I am fairly new to python programming. I am making an Apache log file parser. The parser takes either Statuses or IPs and calculates count, percentage of total and bytes transfered for the one that was chosen to be analysed.
I created two similar functions, one of which takes status, another ips, and calculates those values.
I feel like I could put this into one function, but I am unfamiliar on how to pass the values needed, and to get the returns needed correctly.
Code:
if __name__ == '__main__':
filename = sys.argv[1]
try:
with open(filename) as logfile:
ip = []
bytes = []
status = []
for line in logfile:
split = line.split()
ip.append(split[0])
bytes.append(split[9])
status.append(split[8])
except OSError:
print(filename, 'not existing')
exit()
#user inputs what data he wants to analyse
sort = input('Do you want to sort results by [ip] or [status]? [ANSWER]: ')
#get ips
if sort == 'ip':
ip_list = []
for match in (ip):
if match not in ip_list:
ip_list.append(match)
#get statuses
if sort == 'status':
status_list = []
for match in (status):
if match not in status_list:
status_list.append(match)
#user inputs what numerical output he desires
desired_output = input(
'Choose Desired Output: count - percentage - bytes: ')

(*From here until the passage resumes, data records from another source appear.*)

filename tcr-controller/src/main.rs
use std::net::SocketAddr;
use std::sync::Arc;

use anyhow::Context;
use clap::Parser;
use tcr_client::{AgentClient, ProviderClient, RunnerClient};
use tokio_util::sync::CancellationToken;
use tracing_subscriber::{layer::SubscriberExt, util::SubscriberInitExt};

pub mod api;
pub mod config;
pub mod service;
pub mod state;

use config::Config;
use service::autoscaler::{AgentProvisioner, Autoscaler, FleetProvisioner};
use service::dispatcher::Dispatcher;
use service::metrics::Metrics;
use service::queue::JobQueue;
use service::reconciler::Reconciler;
use service::registry::RunnerRegistry;
use service::tasks::run_every;
use state::AppState;

#[tokio::main]
async fn main() -> anyhow::Result<()> {
    // Initialize tracing
    tracing_subscriber::registry()
        .with(
            tracing_subscriber::EnvFilter::try_from_default_env()
                .unwrap_or_else(|_| "towerd=debug,tower_http=debug".into()),
        )
        .with(tracing_subscriber::fmt::layer())
        .init();

    let config = Config::parse();
    config.validate()?;

    tracing::info!("Starting tower controller...");
    tracing::info!("Mode: '{}'", config.mode);

    let queue = Arc::new(JobQueue::new());
    let registry = Arc::new(RunnerRegistry::new(config.heartbeat_staleness()));
    let metrics = Arc::new(Metrics::new().context("Failed to build metrics recorder")?);

    let runner_client = RunnerClient::with_timeout(config.dispatch().send_timeout)?;
    let dispatcher = Arc::new(Dispatcher::new(
        Arc::clone(&queue),
        Arc::clone(&registry),
        Arc::new(runner_client),
        Arc::clone(&metrics),
        config.dispatch(),
    ));

    let provider = ProviderClient::new(config.provider())?;
    let agent = AgentClient::new(
        config.agent_registration_endpoint.clone(),
        config.agent_scale_down_endpoint.clone(),
    )?;
    let provisioner: Arc<dyn FleetProvisioner> =
        Arc::new(AgentProvisioner::new(provider.clone(), agent));

    let state = AppState::new(
        Arc::clone(&queue),
        Arc::clone(&registry),
        Arc::clone(&dispatcher),
        Arc::clone(&metrics),
        Some(Arc::clone(&provisioner)),
    );

    let shutdown = CancellationToken::new();
    let mut loops = Vec::new();

    let sweeper = Arc::clone(&dispatcher);
    loops.push(tokio::spawn(run_every(
        "dispatcher",
        config.dispatch_interval(),
        shutdown.clone(),
        move || {
            let dispatcher = Arc::clone(&sweeper);
            async move {
                dispatcher.sweep();
            }
        },
    )));

    let reconciler = Arc::new(Reconciler::new(
        Arc::clone(&queue),
        Arc::clone(&registry),
        Arc::clone(&dispatcher),
        Arc::clone(&metrics),
        config.dispatch_ack_timeout(),
    ));
    loops.push(tokio::spawn(run_every(
        "reconciler",
        config.reconcile_interval(),
        shutdown.clone(),
        move || {
            let reconciler = Arc::clone(&reconciler);
            async move {
                reconciler.tick();
            }
        },
    )));

    if config.polling_enabled() {
        let autoscaler = Arc::new(Autoscaler::new(
            Arc::new(provider),
            provisioner,
            config.scaling_policy(),
            Arc::clone(&metrics),
        ));
        loops.push(tokio::spawn(autoscaler.run(shutdown.clone())));
    } else {
        tracing::info!("Autoscaler disabled (MODE={})", config.mode);
    }

    // Build router with all API endpoints
    let app = api::create_router(state);

    let addr = config.bind_addr()?;
    tracing::info!("Listening on {}", addr);

    let listener = tokio::net::TcpListener::bind(addr)
        .await
        .with_context(|| format!("Failed to bind to {}", addr))?;

    let signal = shutdown.clone();
    tokio::spawn(async move {
        match tokio::signal::ctrl_c().await {
            Ok(()) => tracing::info!("Shutdown signal received"),
            Err(e) => tracing::error!("Failed to listen for shutdown signal: {}", e),
        }
        signal.cancel();
    });

    axum::serve(
        listener,
        app.into_make_service_with_connect_info::<SocketAddr>(),
    )
    .with_graceful_shutdown(shutdown.clone().cancelled_owned())
    .await
    .context("Server error")?;

    // The server only returns after shutdown; make sure the loops see it too
    shutdown.cancel();
    for handle in loops {
        if let Err(e) = handle.await {
            tracing::error!("Background loop failed: {}", e);
        }
    }
    dispatcher.drain().await;

    tracing::info!("Tower controller stopped");
    Ok(())
}
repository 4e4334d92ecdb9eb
//! Shared application state
//!
//! Built once at startup and cloned into every handler and background loop.

use std::sync::Arc;

use crate::service::autoscaler::FleetProvisioner;
use crate::service::dispatcher::Dispatcher;
use crate::service::metrics::Metrics;
use crate::service::queue::JobQueue;
use crate::service::registry::RunnerRegistry;
use crate::service::results::ResultIngestor;

#[derive(Clone)]
pub struct AppState {
    pub queue: Arc<JobQueue>,
    pub registry: Arc<RunnerRegistry>,
    pub dispatcher: Arc<Dispatcher>,
    pub results: Arc<ResultIngestor>,
    pub metrics: Arc<Metrics>,
    /// Used by the manual registration endpoint; `None` when unconfigured
    pub provisioner: Option<Arc<dyn FleetProvisioner>>,
}

impl AppState {
    /// Wire the services around one queue and one registry
    pub fn new(
        queue: Arc<JobQueue>,
        registry: Arc<RunnerRegistry>,
        dispatcher: Arc<Dispatcher>,
        metrics: Arc<Metrics>,
        provisioner: Option<Arc<dyn FleetProvisioner>>,
    ) -> Self {
        let results = Arc::new(ResultIngestor::new(
            Arc::clone(&queue),
            Arc::clone(&registry),
            Arc::clone(&dispatcher),
            Arc::clone(&metrics),
        ));

        Self {
            queue,
            registry,
            dispatcher,
            results,
            metrics,
            provisioner,
        }
    }
}
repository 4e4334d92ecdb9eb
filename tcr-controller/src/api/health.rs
//! Health Check API Handler

use axum::{http::StatusCode, response::IntoResponse};

/// GET /health
pub async fn health_check() -> impl IntoResponse {
    (StatusCode::OK, "OK")
}
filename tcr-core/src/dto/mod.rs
//! Data Transfer Objects
//!
//! Payloads exchanged between the controller and its peers: runners
//! (heartbeats, results), the per-host agent (registration, scale commands)
//! and the upstream provider API.

pub mod fleet;
pub mod job;
pub mod runner;
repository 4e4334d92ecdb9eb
//! Runner Registry
//!
//! Tracks runners by the heartbeats they send. Entries are created on the
//! first heartbeat and never removed here; a runner that stops sending
//! heartbeats simply stops being eligible for dispatch.

use std::collections::HashMap;
use std::net::IpAddr;

use chrono::{DateTime, Duration, Utc};
use parking_lot::Mutex;
use tcr_core::domain::runner::Runner;
use tcr_core::dto::runner::RegistryCounts;

/// Default liveness threshold
pub const DEFAULT_HEARTBEAT_STALENESS: Duration = Duration::seconds(30);

/// Registry of runners guarded by its own lock
#[derive(Debug)]
pub struct RunnerRegistry {
    runners: Mutex<HashMap<String, Runner>>,
    staleness: Duration,
}

impl Default for RunnerRegistry {
    fn default() -> Self {
        Self::new(DEFAULT_HEARTBEAT_STALENESS)
    }
}

impl RunnerRegistry {
    pub fn new(staleness: Duration) -> Self {
        Self {
            runners: Mutex::new(HashMap::new()),
            staleness,
        }
    }

    pub fn staleness(&self) -> Duration {
        self.staleness
    }

    /// Record a heartbeat; creates the runner on first sight
    ///
    /// `source` is the transport's peer address; runners never report their
    /// own.
    pub fn heartbeat(&self, id: &str, source: IpAddr, port: u16) -> Runner {
        self.heartbeat_at(id, source, port, Utc::now())
    }

    pub(crate) fn heartbeat_at(
        &self,
        id: &str,
        source: IpAddr,
        port: u16,
        now: DateTime<Utc>,
    ) -> Runner {
        let source = source.to_canonical();
        let mut runners = self.runners.lock();

        let runner = runners
            .entry(id.to_string())
            .and_modify(|runner| {
                runner.last_heartbeat_at = now;
                runner.port = port;
                runner.address = source;
            })
            .or_insert_with(|| {
                tracing::info!("Runner registered: {} ({}:{})", id, source, port);
                Runner::new(id, source, port, now)
            });

        runner.clone()
    }

    /// Any live runner that is not busy
    ///
    /// Among several candidates the one with the oldest heartbeat wins, ties
    /// broken by id.
    pub fn pick_idle(&self) -> Option<Runner> {
        let runners = self.runners.lock();
        Self::select_idle(&runners, Utc::now(), self.staleness).cloned()
    }

    /// Pick an idle runner and mark it busy with `job_id` atomically
    ///
    /// Two concurrent dispatchers can never reserve the same runner.
    pub fn reserve_idle(&self, job_id: &str) -> Option<Runner> {
        let mut runners = self.runners.lock();

        let id = Self::select_idle(&runners, Utc::now(), self.staleness)?
            .id
            .clone();
        let runner = runners.get_mut(&id)?;
        runner.busy = true;
        runner.current_job = Some(job_id.to_string());

        tracing::debug!("Runner {} reserved for job {}", id, job_id);
        Some(runner.clone())
    }

    /// Mark a runner busy or idle; no-op for unknown ids
    pub fn set_busy(&self, id: &str, busy: bool) -> bool {
        let mut runners = self.runners.lock();

        let Some(runner) = runners.get_mut(id) else {
            tracing::warn!("Runner {} not found for busy update", id);
            return false;
        };

        runner.busy = busy;
        if !busy {
            runner.current_job = None;
            tracing::info!("Runner {} is now idle", id);
        } else {
            tracing::info!("Runner {} marked busy", id);
        }
        true
    }

    /// Release a runner that finished (or never received) `job_id`
    ///
    /// A runner already reassigned to another job is left busy, so a late or
    /// duplicate report cannot free a runner that is working.
    pub fn release(&self, id: &str, job_id: &str) -> bool {
        let mut runners = self.runners.lock();

        let Some(runner) = runners.get_mut(id) else {
            tracing::warn!("Runner {} not found for release", id);
            return false;
        };

        match runner.current_job.as_deref() {
            Some(current) if current != job_id => {
                tracing::debug!(
                    "Runner {} is on job {}, ignoring release for job {}",
                    id,
                    current,
                    job_id
                );
                false
            }
            _ => {
                runner.busy = false;
                runner.current_job = None;
                tracing::info!("Runner {} is now idle", id);
                true
            }
        }
    }

    pub fn get(&self, id: &str) -> Option<Runner> {
        self.runners.lock().get(id).cloned()
    }

    /// Copy of every entry
    pub fn snapshot(&self) -> HashMap<String, Runner> {
        self.runners.lock().clone()
    }

    /// Copies of the runners currently marked busy
    pub fn busy_runners(&self) -> Vec<Runner> {
        self.runners
            .lock()
            .values()
            .filter(|runner| runner.busy)
            .cloned()
            .collect()
    }

    pub fn counts(&self) -> RegistryCounts {
        let now = Utc::now();
        let runners = self.runners.lock();

        let mut counts = RegistryCounts {
            total: runners.len(),
            ..Default::default()
        };
        for runner in runners.values() {
            if runner.busy {
                counts.busy += 1;
            }
            if runner.is_live(now, self.staleness) {
                counts.live += 1;
                if !runner.busy {
                    counts.idle += 1;
                }
            }
        }
        counts
    }

    fn select_idle(
        runners: &HashMap<String, Runner>,
        now: DateTime<Utc>,
        staleness: Duration,
    ) -> Option<&Runner> {
        runners
            .values()
            .filter(|runner| runner.is_idle(now, staleness))
            .min_by(|a, b| {
                a.last_heartbeat_at
                    .cmp(&b.last_heartbeat_at)
                    .then_with(|| a.id.cmp(&b.id))
            })
    }
}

# ---------------------SIMILAR FUNCTIONS NUMBER 1 ---------------------------------
if sort == 'ip':
ip_count = []
for match in ip_list:
count = 0
for ip_match in ip:
if match == ip_match:
count += 1
ip_count.append(count)
if desired_output == 'count':
ip_count, ip_list = zip(
*sorted(zip(ip_count, ip_list), reverse=True))
for i in range(len(ip_list)):
print('IP: ' + str(ip_list[i]) + ' count: ' + str(ip_count[i]))
if desired_output == 'percentage':
ip_count, ip_list = zip(
*sorted(zip(ip_count, ip_list), reverse=True))
for i in range(len(ip_list)):
print('IP: ' + str(ip_list[i]) + ' percentage: ' +
str(round(ip_count[i]/len(ip)*100, 2)) + '%')
if desired_output == 'bytes':
cnt_bytes = []
for v in range(len(ip_list)):
tmp = 0
for k in range(len(ip)):
if ip_list[v] == ip[k]:
if bytes[k] == '-':
bytes[k] = 0
tmp += int(bytes[k])
cnt_bytes.append(tmp)
ip_list, cnt_bytes = zip(
*sorted(zip(ip_list, cnt_bytes), reverse=True))
for line in range(len(ip_list)):
print('IP: ' + str(ip_list[line]) + ' bytes: ' + str(cnt_bytes[line]))
# ---------------------SIMILAR FUNCTIONS NUMBER 2 ---------------------------------
if sort == 'status':
status_count = []
for match in status_list:
count = 0
for status_match in status:
if match == status_match:
count += 1
status_count.append(count)
if desired_output == 'count':
status_count, status_list = zip(
*sorted(zip(status_count, status_list), reverse=True))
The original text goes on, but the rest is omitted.